Exercise instructions: Tally up the lines below containing the string "Serialize", then write the number alone.

Record extracts:
//! # Money Module
//!
//! Provides the `Currency` and `Money` types for handling monetary values safely.
//!
//! ## Why Integer Minor Units?
//! ```text
//! ┌─────────────────────────────────────────────────────────────────────────┐
//! │  THE FLOATING POINT PROBLEM                                             │
//! │                                                                         │
//! │  In JavaScript/floating point:                                          │
//! │    0.1 + 0.2 = 0.30000000000000004  ❌ WRONG!                           │
//! │                                                                         │
//! │  OUR SOLUTION: Integer minor units per currency                         │
//! │    USD/EUR/GBP  → cents/pence (exponent 2)                              │
//! │    NGN          → whole naira (exponent 0, no kobo in this model)       │
//! │                                                                         │
//! │  Conversions between currencies go through rust_decimal and are        │
//! │  rounded back to minor units exactly once (see `currency` module).     │
//! └─────────────────────────────────────────────────────────────────────────┘
//! ```
//!
//! ## Usage
//! ```rust
//! use atelier_core::money::{Currency, Money};
//!
//! let price = Money::from_minor(1099, Currency::Usd); // $10.99
//! let line = price.multiply_quantity(2).unwrap();      // $21.98
//! assert_eq!(line.minor(), 2198);
//!
//! let naira = Money::from_minor(2000, Currency::Ngn);
//! assert_eq!(naira.to_string(), "₦2000");
//! ```

use rust_decimal::prelude::ToPrimitive;
use rust_decimal::{Decimal, RoundingStrategy};
use serde::{Deserialize, Serialize};
use std::fmt;
use std::str::FromStr;
use ts_rs::TS;

use crate::error::{CoreError, CoreResult, ValidationError};

// =============================================================================
// Currency
// =============================================================================

/// Currencies an order can be priced and displayed in.
///
/// NGN is the canonical ledger currency: every order total is also recorded
/// in NGN so orders in different display currencies stay comparable.
#[derive(
    Debug, Clone, Copy, PartialEq, Eq, PartialOrd, Ord, Hash, Serialize, Deserialize, TS,
)]
#[cfg_attr(feature = "sqlx", derive(sqlx::Type))]
#[cfg_attr(feature = "sqlx", sqlx(rename_all = "UPPERCASE"))]
#[serde(rename_all = "UPPERCASE")]
#[ts(export)]
pub enum Currency {
    /// Nigerian naira (canonical).
    Ngn,
    /// US dollar.
    Usd,
    /// Euro.
    Eur,
    /// Pound sterling.
    Gbp,
}

impl Currency {
    /// Every supported currency, canonical first.
    pub const ALL: [Currency; 4] = [Currency::Ngn, Currency::Usd, Currency::Eur, Currency::Gbp];

    /// Number of decimal places in the currency's minor unit.
    pub const fn exponent(&self) -> u32 {
        match self {
            Currency::Ngn => 0,
            Currency::Usd | Currency::Eur | Currency::Gbp => 2,
        }
    }

    /// ISO 4217 code.
    pub const fn code(&self) -> &'static str {
        match self {
            Currency::Ngn => "NGN",
            Currency::Usd => "USD",
            Currency::Eur => "EUR",
            Currency::Gbp => "GBP",
        }
    }

    /// Display symbol.
    pub const fn symbol(&self) -> &'static str {
        match self {
            Currency::Ngn => "₦",
            Currency::Usd => "$",
            Currency::Eur => "€",
            Currency::Gbp => "£",
        }
    }

    /// True for the canonical ledger currency.
    #[inline]
    pub const fn is_canonical(&self) -> bool {
        matches!(self, Currency::Ngn)
    }
}

impl fmt::Display for Currency {
    fn fmt(&self, f: &mut fmt::Formatter<'_>) -> fmt::Result {
        f.write_str(self.code())
    }
}

impl FromStr for Currency {
    type Err = ValidationError;

    fn from_str(s: &str) -> Result<Self, Self::Err> {
        match s.trim().to_uppercase().as_str() {
            "NGN" => Ok(Currency::Ngn),
            "USD" => Ok(Currency::Usd),
            "EUR" => Ok(Currency::Eur),
            "GBP" => Ok(Currency::Gbp),
            other => Err(ValidationError::InvalidFormat {
                field: "currency".to_string(),
                reason: format!("unsupported currency '{}'", other),
            }),
        }
    }
}

// =============================================================================
// Money Type
// =============================================================================

/// A monetary value in the smallest unit of its currency.
///
/// ## Where Money is Used
/// ```text
/// Product price (per currency) ──► OrderItem.line_total ──► Order.total_amount
///                                                      └──► Order.total_ngn
/// ```
#[derive(Debug, Clone, Copy, PartialEq, Eq, Hash, Serialize, Deserialize, TS)]
#[ts(export)]
pub struct Money {
    minor: i64,
    currency: Currency,
}

impl Money {
    /// Creates a Money value from minor units (cents, pence, naira).
    #[inline]
    pub const fn from_minor(minor: i64, currency: Currency) -> Self {
        Money { minor, currency }
    }

    /// Zero in the given currency.
    #[inline]
    pub const fn zero(currency: Currency) -> Self {
        Money { minor: 0, currency }
    }

    /// Returns the value in minor units.
    #[inline]
    pub const fn minor(&self) -> i64 {
        self.minor
    }

    /// Returns the currency.
    #[inline]
    pub const fn currency(&self) -> Currency {
        self.currency
    }

    /// Checks if the value is zero.
    #[inline]
    pub const fn is_zero(&self) -> bool {
        self.minor == 0
    }

    /// Checks if the value is negative (less than zero).
    #[inline]
    pub const fn is_negative(&self) -> bool {
        self.minor < 0
    }

    /// Multiplies by a line quantity.
    ///
    /// ## Example
    /// ```rust
    /// use atelier_core::money::{Currency, Money};
    ///
    /// let unit = Money::from_minor(299, Currency::Gbp);
    /// assert_eq!(unit.multiply_quantity(3).unwrap().minor(), 897);
    /// ```
    pub fn multiply_quantity(&self, qty: i64) -> CoreResult<Money> {
        self.minor
            .checked_mul(qty)
            .map(|minor| Money::from_minor(minor, self.currency))
            .ok_or(CoreError::AmountOverflow)
    }

    /// Adds two amounts of the same currency.
    pub fn checked_add(&self, other: Money) -> CoreResult<Money> {
        if self.currency != other.currency {
            return Err(CoreError::CurrencyMismatch {
                expected: self.currency,
                found: other.currency,
            });
        }
        self.minor
            .checked_add(other.minor)
            .map(|minor| Money::from_minor(minor, self.currency))
            .ok_or(CoreError::AmountOverflow)
    }

    /// Sums amounts that must all be in `currency`.
    pub fn sum<'a>(currency: Currency, amounts: impl IntoIterator<Item = &'a Money>) -> CoreResult<Money> {
        amounts
            .into_iter()
            .try_fold(Money::zero(currency), |acc, m| acc.checked_add(*m))
    }

    /// The value in major units as an exact decimal (1099 USD cents → 10.99).
    pub fn to_decimal(&self) -> Decimal {
        Decimal::new(self.minor, self.currency.exponent())
    }

    /// Builds Money from a major-unit decimal, rounding half to even to the
    /// currency's minor unit.
    ///
    /// ## Bankers Rounding
    /// ```text
    /// 0.125 USD → 0.12   (2 is even)
    /// 0.135 USD → 0.14   (4 is even)
    /// 2.5 NGN   → 2
    /// ```
    /// Ties alternate direction, so repeated conversions carry no systematic bias.
    pub fn from_decimal(amount: Decimal, currency: Currency) -> CoreResult<Money> {
        let exponent = currency.exponent();
        let rounded = amount.round_dp_with_strategy(exponent, RoundingStrategy::MidpointNearestEven);
        let scale = Decimal::from(10i64.pow(exponent));
        let minor = rounded
            .checked_mul(scale)
            .and_then(|scaled| scaled.to_i64())
            .ok_or(CoreError::AmountOverflow)?;
        Ok(Money::from_minor(minor, currency))
    }
}

/// Human-readable form, e.g. `$10.99`, `₦2000`, `-£5.50`.
impl fmt::Display for Money {
    fn fmt(&self, f: &mut fmt::Formatter<'_>) -> fmt::Result {
        let sign = if self.minor < 0 { "-" } else { "" };
        let exponent = self.currency.exponent();
        let abs = self.minor.unsigned_abs();
        if exponent == 0 {
            return write!(f, "{}{}{}", sign, self.currency.symbol(), abs);
        }
        let divisor = 10u64.pow(exponent);
        write!(
            f,
            "{}{}{}.{:0width$}",
            sign,
            self.currency.symbol(),
            abs / divisor,
            abs % divisor,
            width = exponent as usize
        )
    }
}

// =============================================================================
// Unit Tests
// =============================================================================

Output of the exercise: 3